• [What is required]: Please set down the records exactly, keeping every line.

Items listed in a dataset:
//! # Voxel Buffer
//!
//! Dense block grid for one chunk, dimensions `(S, H, S)`, one byte per
//! voxel, indexed `(y * S + z) * S + x`. A fresh buffer is all `Air`.
//!
//! Reads outside the grid return `Air`; that is what lets the mesher
//! emit chunk-boundary faces without special cases.

use crate::block::BlockType;
use crate::error::{StorageError, StorageResult};

/// Block grid for one chunk.
#[derive(Clone, PartialEq, Eq)]
pub struct VoxelBuffer {
    /// Width and depth in blocks.
    size: usize,
    /// Height in blocks.
    height: usize,
    /// Block bytes, every one a valid `BlockType`.
    blocks: Vec<u8>,
}

impl VoxelBuffer {
    /// Creates an all-air buffer.
    #[must_use]
    pub fn new(size: usize, height: usize) -> Self {
        Self {
            size,
            height,
            blocks: vec![BlockType::Air.as_u8(); size * size * height],
        }
    }

    /// Creates a buffer filled with one block.
    #[must_use]
    pub fn filled(size: usize, height: usize, block: BlockType) -> Self {
        Self {
            size,
            height,
            blocks: vec![block.as_u8(); size * size * height],
        }
    }

    /// Rebuilds a buffer from persisted bytes.
    ///
    /// # Errors
    ///
    /// Returns [`StorageError::SizeMismatch`] if the byte count is wrong and
    /// [`StorageError::UnknownBlock`] for any byte that is not a block.
    pub fn from_bytes(size: usize, height: usize, bytes: &[u8]) -> StorageResult<Self> {
        let expected = size * size * height;
        if bytes.len() != expected {
            return Err(StorageError::SizeMismatch {
                expected,
                found: bytes.len(),
            });
        }
        if let Some(&bad) = bytes.iter().find(|&&b| BlockType::from_u8(b).is_none()) {
            return Err(StorageError::UnknownBlock(bad));
        }
        Ok(Self {
            size,
            height,
            blocks: bytes.to_vec(),
        })
    }

    /// Width and depth in blocks.
    #[inline]
    #[must_use]
    pub const fn size(&self) -> usize {
        self.size
    }

    /// Height in blocks.
    #[inline]
    #[must_use]
    pub const fn height(&self) -> usize {
        self.height
    }

    /// Dimensions as `[x, y, z]`.
    #[inline]
    #[must_use]
    pub const fn dims(&self) -> [usize; 3] {
        [self.size, self.height, self.size]
    }

    /// Raw block bytes in index order.
    #[inline]
    #[must_use]
    pub fn as_bytes(&self) -> &[u8] {
        &self.blocks
    }

    #[inline]
    const fn index(&self, x: usize, y: usize, z: usize) -> usize {
        (y * self.size + z) * self.size + x
    }

    /// Gets a block at local coordinates, `Air` outside the grid.
    #[inline]
    #[must_use]
    pub fn get(&self, x: usize, y: usize, z: usize) -> BlockType {
        if x < self.size && y < self.height && z < self.size {
            BlockType::from_u8(self.blocks[self.index(x, y, z)]).unwrap_or(BlockType::Air)
        } else {
            BlockType::Air
        }
    }

    /// Gets a block at signed local coordinates, `Air` outside the grid.
    #[inline]
    #[must_use]
    pub fn get_signed(&self, x: i64, y: i64, z: i64) -> BlockType {
        match (usize::try_from(x), usize::try_from(y), usize::try_from(z)) {
            (Ok(x), Ok(y), Ok(z)) => self.get(x, y, z),
            _ => BlockType::Air,
        }
    }

    /// Sets a block at local coordinates. Writes outside the grid are ignored.
    #[inline]
    pub fn set(&mut self, x: usize, y: usize, z: usize, block: BlockType) {
        if x < self.size && y < self.height && z < self.size {
            let index = self.index(x, y, z);
            self.blocks[index] = block.as_u8();
        }
    }

    /// Returns true if every voxel is `Air`.
    #[must_use]
    pub fn is_empty(&self) -> bool {
        self.blocks.iter().all(|&b| b == BlockType::Air.as_u8())
    }

    /// Number of non-air voxels.
    #[must_use]
    pub fn solid_count(&self) -> usize {
        self.blocks
            .iter()
            .filter(|&&b| b != BlockType::Air.as_u8())
            .count()
    }

    /// Index of the topmost solid block in a column, if any.
    #[must_use]
    pub fn top_solid(&self, x: usize, z: usize) -> Option<usize> {
        (0..self.height).rev().find(|&y| self.get(x, y, z).is_solid())
    }
}

impl std::fmt::Debug for VoxelBuffer {
    fn fmt(&self, f: &mut std::fmt::Formatter<'_>) -> std::fmt::Result {
        f.debug_struct("VoxelBuffer")
            .field("size", &self.size)
            .field("height", &self.height)
            .field("solid", &self.solid_count())
            .finish()
    }
}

• [Output]:
//! # Voxel Buffer
//!
//! Dense block grid for one chunk, dimensions `(S, H, S)`, one byte per
//! voxel, indexed `(y * S + z) * S + x`. A fresh buffer is all `Air`.
//!
//! Reads outside the grid return `Air`; that is what lets the mesher
//! emit chunk-boundary faces without special cases.

use crate::block::BlockType;
use crate::error::{StorageError, StorageResult};

/// Block grid for one chunk.
#[derive(Clone, PartialEq, Eq)]
pub struct VoxelBuffer {
    /// Width and depth in blocks.
    size: usize,
    /// Height in blocks.
    height: usize,
    /// Block bytes, every one a valid `BlockType`.
    blocks: Vec<u8>,
}

impl VoxelBuffer {
    /// Creates an all-air buffer.
    #[must_use]
    pub fn new(size: usize, height: usize) -> Self {
        Self {
            size,
            height,
            blocks: vec![BlockType::Air.as_u8(); size * size * height],
        }
    }

    /// Creates a buffer filled with one block.
    #[must_use]
    pub fn filled(size: usize, height: usize, block: BlockType) -> Self {
        Self {
            size,
            height,
            blocks: vec![block.as_u8(); size * size * height],
        }
    }

    /// Rebuilds a buffer from persisted bytes.
    ///
    /// # Errors
    ///
    /// Returns [`StorageError::SizeMismatch`] if the byte count is wrong and
    /// [`StorageError::UnknownBlock`] for any byte that is not a block.
    pub fn from_bytes(size: usize, height: usize, bytes: &[u8]) -> StorageResult<Self> {
        let expected = size * size * height;
        if bytes.len() != expected {
            return Err(StorageError::SizeMismatch {
                expected,
                found: bytes.len(),
            });
        }
        if let Some(&bad) = bytes.iter().find(|&&b| BlockType::from_u8(b).is_none()) {
            return Err(StorageError::UnknownBlock(bad));
        }
        Ok(Self {
            size,
            height,
            blocks: bytes.to_vec(),
        })
    }

    /// Width and depth in blocks.
    #[inline]
    #[must_use]
    pub const fn size(&self) -> usize {
        self.size
    }

    /// Height in blocks.
    #[inline]
    #[must_use]
    pub const fn height(&self) -> usize {
        self.height
    }

    /// Dimensions as `[x, y, z]`.
    #[inline]
    #[must_use]
    pub const fn dims(&self) -> [usize; 3] {
        [self.size, self.height, self.size]
    }

    /// Raw block bytes in index order.
    #[inline]
    #[must_use]
    pub fn as_bytes(&self) -> &[u8] {
        &self.blocks
    }

    #[inline]
    const fn index(&self, x: usize, y: usize, z: usize) -> usize {
        (y * self.size + z) * self.size + x
    }

    /// Gets a block at local coordinates, `Air` outside the grid.
    #[inline]
    #[must_use]
    pub fn get(&self, x: usize, y: usize, z: usize) -> BlockType {
        if x < self.size && y < self.height && z < self.size {
            BlockType::from_u8(self.blocks[self.index(x, y, z)]).unwrap_or(BlockType::Air)
        } else {
            BlockType::Air
        }
    }

    /// Gets a block at signed local coordinates, `Air` outside the grid.
    #[inline]
    #[must_use]
    pub fn get_signed(&self, x: i64, y: i64, z: i64) -> BlockType {
        match (usize::try_from(x), usize::try_from(y), usize::try_from(z)) {
            (Ok(x), Ok(y), Ok(z)) => self.get(x, y, z),
            _ => BlockType::Air,
        }
    }

    /// Sets a block at local coordinates. Writes outside the grid are ignored.
    #[inline]
    pub fn set(&mut self, x: usize, y: usize, z: usize, block: BlockType) {
        if x < self.size && y < self.height && z < self.size {
            let index = self.index(x, y, z);
            self.blocks[index] = block.as_u8();
        }
    }

    /// Returns true if every voxel is `Air`.
    #[must_use]
    pub fn is_empty(&self) -> bool {
        self.blocks.iter().all(|&b| b == BlockType::Air.as_u8())
    }

    /// Number of non-air voxels.
    #[must_use]
    pub fn solid_count(&self) -> usize {
        self.blocks
            .iter()
            .filter(|&&b| b != BlockType::Air.as_u8())
            .count()
    }

    /// Index of the topmost solid block in a column, if any.
    #[must_use]
    pub fn top_solid(&self, x: usize, z: usize) -> Option<usize> {
        (0..self.height).rev().find(|&y| self.get(x, y, z).is_solid())
    }
}

impl std::fmt::Debug for VoxelBuffer {
    fn fmt(&self, f: &mut std::fmt::Formatter<'_>) -> std::fmt::Result {
        f.debug_struct("VoxelBuffer")
            .field("size", &self.size)
            .field("height", &self.height)
            .field("solid", &self.solid_count())
            .finish()
    }
}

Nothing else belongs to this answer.